Abstract

This article describes clinical antiepileptic drugs (AEDs) that are available for treatment of epilepsy. Epilepsy is characterized by repeated occurrence of seizures. Epileptic seizures are classified into focal onset (partial) and generalized onset (generalized) types. Around two-dozen AEDs are available for treating epilepsy. AEDs act on diverse molecular targets to selectively modify the abnormal excitability of neurons by reducing the focal seizure discharges or preventing spread of excitation. AEDs suppress seizures by blocking the voltage-gated sodium channels (phenytoin, carbamazepine, valproate, lamotrigine, oxcarbazepine, topiramate), voltage-activated calcium channels (ethosuximide, gabapentin), potentiation of GABA inhibition (barbiturates, benzodiazepines, tiagabine), and reduction of glutamate excitation (felbamate, parampanel).

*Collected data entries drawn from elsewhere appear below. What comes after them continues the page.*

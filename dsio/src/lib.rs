//! DSIO - Dataset serialization for numeric matrices
//!
//! Saves and loads two-dimensional numeric datasets in two encodings and
//! tells them apart on disk.
//!
//! ## Architecture
//!
//! - **dsio-core**: element types, metadata record and validation (no I/O)
//! - **dsio**: file codecs, format sniffing and the `dsio` command-line tool
//!
//! ## Encodings
//!
//! - **Binary**: a storage pair of `<path>.meta` (`BINARY`, rows, cols,
//!   element type) and `<path>` (raw row-major little-endian values)
//! - **Text**: one row per line, whitespace-separated values, `#` comments
//!
//! ## Quick Start
//!
//! ```rust,no_run
//! use dsio::{FileFormat, LoadOptions, Matrix};
//!
//! fn example() -> dsio::Result<()> {
//!     let matrix = Matrix::from_rows(&[[1.0f32, 2.0], [3.0, 4.0]])?;
//!     dsio::binary::save(&matrix, "points.dat")?;
//!
//!     let loaded = dsio::load("points.dat", &LoadOptions::default())?;
//!     assert_eq!(loaded.dimensions(), (2, 2));
//!
//!     dsio::save(&loaded, "points.txt", FileFormat::Text)?;
//!     Ok(())
//! }
//! ```
//!
//! ## Features
//!
//! - **mmap**: memory-mapped payload reads
//! - **async**: `tokio`-based binary writer
//! - **serde**: serializable metadata and format descriptors
//! - **cli**: the `dsio` binary

pub use dsio_core::{constants, DataType, DsioError, Element, Field, MetaRecord};

pub mod artifact;
pub mod binary;
pub mod config;
pub mod dataset;
pub mod error;
pub mod sniff;
pub mod text;

pub use config::{LoadOptions, SaveOptions};
pub use dataset::{DatasetElement, DynamicDataset, Matrix};
pub use error::{Error, FormatError, Result};
pub use sniff::{load, save, save_with, sniff, FileFormat};
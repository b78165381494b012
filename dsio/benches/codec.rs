use criterion::{criterion_group, criterion_main, BenchmarkId, Criterion, Throughput};
use dsio::{binary, text, LoadOptions, Matrix};
use rand::Rng;
use std::hint::black_box;
use tempfile::TempDir;

fn random_matrix(rows: usize, cols: usize) -> Matrix<f32> {
    let mut rng = rand::thread_rng();
    let data = (0..rows * cols).map(|_| rng.gen_range(-1e4f32..1e4)).collect();
    Matrix::from_vec(rows, cols, data).unwrap()
}

fn bench_binary(c: &mut Criterion) {
    let dir = TempDir::new().unwrap();
    let mut group = c.benchmark_group("binary");

    for rows in [1_000, 100_000] {
        let matrix = random_matrix(rows, 16);
        let path = dir.path().join(format!("bench_{rows}.dat"));
        group.throughput(Throughput::Bytes((matrix.len() * 4) as u64));

        group.bench_with_input(BenchmarkId::new("save", rows), &matrix, |b, matrix| {
            b.iter(|| binary::save(black_box(matrix), &path).unwrap())
        });
        group.bench_with_input(BenchmarkId::new("load", rows), &path, |b, path| {
            b.iter(|| binary::load_as::<f32>(black_box(path), &LoadOptions::default()).unwrap())
        });
    }
    group.finish();
}

fn bench_text(c: &mut Criterion) {
    let dir = TempDir::new().unwrap();
    let mut group = c.benchmark_group("text");

    for rows in [1_000, 20_000] {
        let matrix = random_matrix(rows, 16);
        let path = dir.path().join(format!("bench_{rows}.txt"));
        group.throughput(Throughput::Elements(matrix.len() as u64));

        group.bench_with_input(BenchmarkId::new("save", rows), &matrix, |b, matrix| {
            b.iter(|| text::save(black_box(matrix), &path).unwrap())
        });
        group.bench_with_input(BenchmarkId::new("load", rows), &path, |b, path| {
            b.iter(|| text::load_as::<f32>(black_box(path), &LoadOptions::default()).unwrap())
        });
    }
    group.finish();
}

criterion_group!(benches, bench_binary, bench_text);
criterion_main!(benches);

Carbamazepine, phenytoin, and valproate are the first-line agents for partial onset seizures and generalized onset seizures. Ethosuximide is the drug of choice for absence seizures. AEDs are orally-active and show unique PK features. Some AEDs cause enzyme induction and hence produce drug-drug interactions. Newer AEDs such as gabapentin, levetiracetam, tiagabine, and pregabalin do not cause enzyme induction. Despite many advances in AEDs, nearly 30% of people with epilepsy have drug-resistant or intractable seizures. Presently, there is no cure for epilepsy. Thus, newer and better AEDs that can better prevent refractory seizures and modify the disease are needed for curing epilepsy.